昨年12月26日放送のテレビ番組『ガイアの夜明け』(テレビ東京)で取り上げられ、大きな話題となったレオパレス21の「一括借り上げ契約」解除問題。
「30年一括借り上げ保証」といった長期安定経営を謳うアパート業者の提案には甘い見通しのものも多く、提案を受け入れて投資した結果、人生設計が狂ってしまった不動産オーナーも多い。特に、長期一括借り上げ保証のアパート経営を謳う企業は、入居者募集などの手間がかからず老後の資金手当てや相続対策にもなるという魅力的な言葉を並べて、もともと土地を所有するいわゆる“地主”をターゲットにしている。

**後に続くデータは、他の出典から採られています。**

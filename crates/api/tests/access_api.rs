//! HTTP-level tests for the access asymmetry: members read, only the
//! owner restructures.

mod common;

use axum::http::StatusCode;
use common::{body_json, build_test_app, delete, get, post_json, seed_user, token_for};
use serde_json::json;
use sqlx::PgPool;

#[sqlx::test(migrations = "../db/migrations")]
async fn test_member_reads_owner_restructures(pool: PgPool) {
    let owner = seed_user(&pool, "owner@asym.test").await;
    let member = seed_user(&pool, "member@asym.test").await;
    let third = seed_user(&pool, "third@asym.test").await;
    let owner_token = token_for(&owner);
    let member_token = token_for(&member);
    let app = build_test_app(pool);

    let response = post_json(
        app.clone(),
        "/api/v1/projects",
        Some(&owner_token),
        json!({ "name": "Asymmetric" }),
    )
    .await;
    let project = body_json(response).await;
    let id = project["id"].as_str().unwrap().to_string();

    post_json(
        app.clone(),
        &format!("/api/v1/projects/{id}/members"),
        Some(&owner_token),
        json!({ "user_id": member.id }),
    )
    .await;

    // Member: reads succeed.
    for uri in [
        format!("/api/v1/projects/{id}"),
        format!("/api/v1/projects/{id}/tasks"),
        format!("/api/v1/projects/{id}/teams"),
        format!("/api/v1/projects/{id}/members"),
    ] {
        let response = get(app.clone(), &uri, Some(&member_token)).await;
        assert_eq!(response.status(), StatusCode::OK, "member read of {uri}");
    }

    // Member: restructuring fails with 403 across the board.
    let response = post_json(
        app.clone(),
        &format!("/api/v1/projects/{id}/members"),
        Some(&member_token),
        json!({ "user_id": third.id }),
    )
    .await;
    assert_eq!(response.status(), StatusCode::FORBIDDEN, "member add_member");

    let response = post_json(
        app.clone(),
        "/api/v1/teams",
        Some(&member_token),
        json!({ "project_id": id, "name": "Rogue team" }),
    )
    .await;
    assert_eq!(response.status(), StatusCode::FORBIDDEN, "member create_team");

    let response = delete(app.clone(), &format!("/api/v1/projects/{id}"), Some(&member_token)).await;
    assert_eq!(response.status(), StatusCode::FORBIDDEN, "member delete_project");

    let response = post_json(
        app,
        &format!("/api/v1/projects/{id}/stakeholders"),
        Some(&member_token),
        json!({ "project_id": id, "user_id": third.id, "percentage": 10.0 }),
    )
    .await;
    assert_eq!(
        response.status(),
        StatusCode::FORBIDDEN,
        "member add_stakeholder"
    );
}

#[sqlx::test(migrations = "../db/migrations")]
async fn test_stranger_forbidden_missing_not_found(pool: PgPool) {
    let owner = seed_user(&pool, "owner@404v403.test").await;
    let stranger = seed_user(&pool, "stranger@404v403.test").await;
    let owner_token = token_for(&owner);
    let stranger_token = token_for(&stranger);
    let app = build_test_app(pool);

    let response = post_json(
        app.clone(),
        "/api/v1/projects",
        Some(&owner_token),
        json!({ "name": "Private" }),
    )
    .await;
    let project = body_json(response).await;
    let id = project["id"].as_str().unwrap().to_string();

    // Existing project, no relationship: 403.
    let response = get(app.clone(), &format!("/api/v1/projects/{id}"), Some(&stranger_token)).await;
    assert_eq!(response.status(), StatusCode::FORBIDDEN);
    let json = body_json(response).await;
    assert_eq!(json["code"], "FORBIDDEN");

    // Missing project: 404, even for the same caller.
    let missing = uuid::Uuid::new_v4();
    let response = get(
        app,
        &format!("/api/v1/projects/{missing}"),
        Some(&stranger_token),
    )
    .await;
    assert_eq!(response.status(), StatusCode::NOT_FOUND);
    let json = body_json(response).await;
    assert_eq!(json["code"], "NOT_FOUND");
}

#[sqlx::test(migrations = "../db/migrations")]
async fn test_team_restructure_requires_creator(pool: PgPool) {
    let owner = seed_user(&pool, "owner@teamauth.test").await;
    let member = seed_user(&pool, "member@teamauth.test").await;
    let owner_token = token_for(&owner);
    let member_token = token_for(&member);
    let app = build_test_app(pool);

    let response = post_json(
        app.clone(),
        "/api/v1/projects",
        Some(&owner_token),
        json!({ "name": "Team home" }),
    )
    .await;
    let project = body_json(response).await;
    let id = project["id"].as_str().unwrap().to_string();
    post_json(
        app.clone(),
        &format!("/api/v1/projects/{id}/members"),
        Some(&owner_token),
        json!({ "user_id": member.id }),
    )
    .await;

    let response = post_json(
        app.clone(),
        "/api/v1/teams",
        Some(&owner_token),
        json!({ "project_id": id, "name": "Locked" }),
    )
    .await;
    let team = body_json(response).await;
    let team_id = team["id"].as_str().unwrap().to_string();

    let response = delete(app.clone(), &format!("/api/v1/teams/{team_id}"), Some(&member_token)).await;
    assert_eq!(response.status(), StatusCode::FORBIDDEN);

    let response = post_json(
        app,
        &format!("/api/v1/teams/{team_id}/members"),
        Some(&member_token),
        json!({ "user_id": member.id }),
    )
    .await;
    assert_eq!(response.status(), StatusCode::FORBIDDEN);
}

「一括借り上げ」契約とは、事業者(または個人)が、アパートを所有するオーナーから転貸借(又貸し)を承諾してもらう条件で、かつ相場家賃よりも安い金額でアパート一棟を一括して借り、入居者へは相場の家賃で貸す(転貸する)ことで、事業者がその家賃の差額を収入として得る仕組みとなっている。ただし、オーナーから借りた事業者は入居者の有無にかかわらず、オーナーに家賃を支払うことになる。また、想定以上に入居率が悪いと借り上げた事業者の収支はマイナスになるという仕組みでもある。借り上げ契約は「サブリース契約」とも呼ばれている。すなわち、オーナーと事業者の契約がマスターリース、事業者と入居者の契約がサブリースということになる。

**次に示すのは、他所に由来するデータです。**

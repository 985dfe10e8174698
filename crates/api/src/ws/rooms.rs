//! Per-project chat room connection manager.

use std::collections::HashMap;

use axum::body::Bytes;
use axum::extract::ws::Message;
use taskup_core::types::DbId;
use tokio::sync::{mpsc, RwLock};

/// Channel sender half for pushing messages to a WebSocket connection.
pub type WsSender = mpsc::UnboundedSender<Message>;

/// Metadata for a single chat connection.
struct RoomConnection {
    user_id: DbId,
    sender: WsSender,
}

/// Manages all active chat connections, grouped by project.
///
/// Thread-safe via interior `RwLock`; designed to be wrapped in `Arc`
/// and shared across the application.
pub struct ChatRooms {
    rooms: RwLock<HashMap<DbId, HashMap<String, RoomConnection>>>,
}

impl ChatRooms {
    /// Create a new, empty room manager.
    pub fn new() -> Self {
        Self {
            rooms: RwLock::new(HashMap::new()),
        }
    }

    /// Register a connection in a project's room.
    ///
    /// Returns the receiver half of the message channel so the caller
    /// can forward messages to the WebSocket sink.
    pub async fn join(
        &self,
        project_id: DbId,
        conn_id: String,
        user_id: DbId,
    ) -> mpsc::UnboundedReceiver<Message> {
        let (tx, rx) = mpsc::unbounded_channel();
        let mut rooms = self.rooms.write().await;
        rooms
            .entry(project_id)
            .or_default()
            .insert(conn_id, RoomConnection { user_id, sender: tx });
        rx
    }

    /// Remove a connection from a project's room; empty rooms are
    /// dropped.
    pub async fn leave(&self, project_id: DbId, conn_id: &str) {
        let mut rooms = self.rooms.write().await;
        if let Some(room) = rooms.get_mut(&project_id) {
            room.remove(conn_id);
            if room.is_empty() {
                rooms.remove(&project_id);
            }
        }
    }

    /// Broadcast a message to every connection in a project's room.
    ///
    /// Connections whose send channels are closed are silently skipped
    /// (they will be cleaned up on their next receive loop iteration).
    pub async fn broadcast(&self, project_id: DbId, message: Message) {
        let rooms = self.rooms.read().await;
        if let Some(room) = rooms.get(&project_id) {
            for conn in room.values() {
                let _ = conn.sender.send(message.clone());
            }
        }
    }

    /// The user ids currently connected to a project's room.
    pub async fn present_users(&self, project_id: DbId) -> Vec<DbId> {
        let rooms = self.rooms.read().await;
        rooms
            .get(&project_id)
            .map(|room| {
                let mut users: Vec<DbId> = room.values().map(|c| c.user_id).collect();
                users.sort();
                users.dedup();
                users
            })
            .unwrap_or_default()
    }

    /// Total number of active connections across all rooms.
    pub async fn connection_count(&self) -> usize {
        self.rooms.read().await.values().map(HashMap::len).sum()
    }

    /// Send a Ping frame to every connected client.
    ///
    /// Used by the heartbeat task to keep connections alive and detect
    /// stale ones.
    pub async fn ping_all(&self) {
        let rooms = self.rooms.read().await;
        for room in rooms.values() {
            for conn in room.values() {
                let _ = conn.sender.send(Message::Ping(Bytes::new()));
            }
        }
    }

    /// Send a Close frame to every connection, then clear all rooms.
    ///
    /// Used during graceful shutdown to notify clients before the
    /// server stops accepting new connections.
    pub async fn shutdown_all(&self) {
        let mut rooms = self.rooms.write().await;
        let count: usize = rooms.values().map(HashMap::len).sum();
        for room in rooms.values() {
            for conn in room.values() {
                let _ = conn.sender.send(Message::Close(None));
            }
        }
        rooms.clear();
        tracing::info!(count, "Closed all chat connections");
    }
}

impl Default for ChatRooms {
    fn default() -> Self {
        Self::new()
    }
}
//! Domain core for the taskUp backend.
//!
//! Zero-internal-dep crate shared by the persistence and API layers:
//! common id/timestamp types, the domain error taxonomy, the entity
//! graph registry driving soft-delete cascades, field-invariant
//! validation, and the email verification-code store.

pub mod error;
pub mod graph;
pub mod types;
pub mod validation;
pub mod verification;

今回、『ガイアの夜明け』で取り上げられたレオパレス21は、完成したアパートを30年間同社が借り上げることによって、オーナーは入居者の有無にかかわらず安定した家賃収入が得られるという契約に対して、早いもので10年も満たないうちに約束した家賃を減額または借り上げ契約を解除するようオーナーに半ば強制的に迫っていたことが明るみにでたものだ。

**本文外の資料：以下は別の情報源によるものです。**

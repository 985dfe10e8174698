//! Repository for the `tasks` table.

use sqlx::PgPool;
use taskup_core::types::DbId;

use crate::models::task::{CreateTask, Task, UpdateTask};

/// Column list shared across task queries.
const COLUMNS: &str = "id, project_id, team_id, user_id, created_by, parent_task_id, \
                       title, description, cost, status, priority, deadline, completed, \
                       is_deleted, created_at, updated_at";

/// Provides CRUD operations for tasks.
pub struct TaskRepo;

impl TaskRepo {
    /// Insert a new task created by `created_by`, returning the row.
    pub async fn create(
        pool: &PgPool,
        created_by: DbId,
        input: &CreateTask,
    ) -> Result<Task, sqlx::Error> {
        let query = format!(
            "INSERT INTO tasks (project_id, team_id, user_id, created_by, parent_task_id,
                                title, description, cost, status, priority, deadline)
             VALUES ($1, $2, $3, $4, $5, $6, $7, COALESCE($8, 0),
                     COALESCE($9, 'Not Started'), COALESCE($10, 'Medium'), $11)
             RETURNING {COLUMNS}"
        );
        sqlx::query_as::<_, Task>(&query)
            .bind(input.project_id)
            .bind(input.team_id)
            .bind(input.user_id)
            .bind(created_by)
            .bind(input.parent_task_id)
            .bind(&input.title)
            .bind(&input.description)
            .bind(input.cost)
            .bind(&input.status)
            .bind(&input.priority)
            .bind(input.deadline)
            .fetch_one(pool)
            .await
    }

    /// Find a task by its ID. Excludes soft-deleted rows.
    pub async fn find_by_id(pool: &PgPool, id: DbId) -> Result<Option<Task>, sqlx::Error> {
        let query = format!("SELECT {COLUMNS} FROM tasks WHERE id = $1 AND is_deleted = FALSE");
        sqlx::query_as::<_, Task>(&query)
            .bind(id)
            .fetch_optional(pool)
            .await
    }

    /// Find a task by ID, including soft-deleted rows.
    pub async fn find_by_id_include_deleted(
        pool: &PgPool,
        id: DbId,
    ) -> Result<Option<Task>, sqlx::Error> {
        let query = format!("SELECT {COLUMNS} FROM tasks WHERE id = $1");
        sqlx::query_as::<_, Task>(&query)
            .bind(id)
            .fetch_optional(pool)
            .await
    }

    /// All live tasks of a project, newest first.
    pub async fn list_by_project(
        pool: &PgPool,
        project_id: DbId,
    ) -> Result<Vec<Task>, sqlx::Error> {
        let query = format!(
            "SELECT {COLUMNS} FROM tasks \
             WHERE project_id = $1 AND is_deleted = FALSE ORDER BY created_at DESC"
        );
        sqlx::query_as::<_, Task>(&query)
            .bind(project_id)
            .fetch_all(pool)
            .await
    }

    /// All live tasks assigned to a team.
    pub async fn list_by_team(pool: &PgPool, team_id: DbId) -> Result<Vec<Task>, sqlx::Error> {
        let query = format!(
            "SELECT {COLUMNS} FROM tasks \
             WHERE team_id = $1 AND is_deleted = FALSE ORDER BY created_at DESC"
        );
        sqlx::query_as::<_, Task>(&query)
            .bind(team_id)
            .fetch_all(pool)
            .await
    }

    /// All live tasks assigned directly to a user.
    pub async fn list_assigned_to(pool: &PgPool, user_id: DbId) -> Result<Vec<Task>, sqlx::Error> {
        let query = format!(
            "SELECT {COLUMNS} FROM tasks \
             WHERE user_id = $1 AND is_deleted = FALSE ORDER BY created_at DESC"
        );
        sqlx::query_as::<_, Task>(&query)
            .bind(user_id)
            .fetch_all(pool)
            .await
    }

    /// All live tasks created by a user.
    pub async fn list_created_by(pool: &PgPool, user_id: DbId) -> Result<Vec<Task>, sqlx::Error> {
        let query = format!(
            "SELECT {COLUMNS} FROM tasks \
             WHERE created_by = $1 AND is_deleted = FALSE ORDER BY created_at DESC"
        );
        sqlx::query_as::<_, Task>(&query)
            .bind(user_id)
            .fetch_all(pool)
            .await
    }

    /// Live subtasks of a parent task.
    pub async fn list_subtasks(
        pool: &PgPool,
        parent_task_id: DbId,
    ) -> Result<Vec<Task>, sqlx::Error> {
        let query = format!(
            "SELECT {COLUMNS} FROM tasks \
             WHERE parent_task_id = $1 AND is_deleted = FALSE ORDER BY created_at"
        );
        sqlx::query_as::<_, Task>(&query)
            .bind(parent_task_id)
            .fetch_all(pool)
            .await
    }

    /// Update a task. Only non-`None` fields in `input` are applied.
    ///
    /// Returns `None` if no live row with the given `id` exists.
    pub async fn update(
        pool: &PgPool,
        id: DbId,
        input: &UpdateTask,
    ) -> Result<Option<Task>, sqlx::Error> {
        let query = format!(
            "UPDATE tasks SET
                title = COALESCE($2, title),
                description = COALESCE($3, description),
                cost = COALESCE($4, cost),
                status = COALESCE($5, status),
                priority = COALESCE($6, priority),
                deadline = COALESCE($7, deadline),
                completed = COALESCE($8, completed),
                updated_at = NOW()
             WHERE id = $1 AND is_deleted = FALSE
             RETURNING {COLUMNS}"
        );
        sqlx::query_as::<_, Task>(&query)
            .bind(id)
            .bind(&input.title)
            .bind(&input.description)
            .bind(input.cost)
            .bind(&input.status)
            .bind(&input.priority)
            .bind(input.deadline)
            .bind(input.completed)
            .fetch_optional(pool)
            .await
    }
}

家賃の減額や借り上げ契約の解除によって収入が減れば、アパートローンなどの負債を抱えたオーナーはその支払いが困難になり、最悪、破たんしてしまう可能性がある。今から12年ほど前になるが、筆者が不動産仲介業をしていた頃、一時、中古アパート市場でレオパレス名の物件が多数売りに出ていた記憶がある。その中のひとつの物件で、先祖から代々続く土地を守るために建てたアパートが、かえって土地を手放す原因になったという話を売主側の仲介業者から聞いて、切ない気分になった。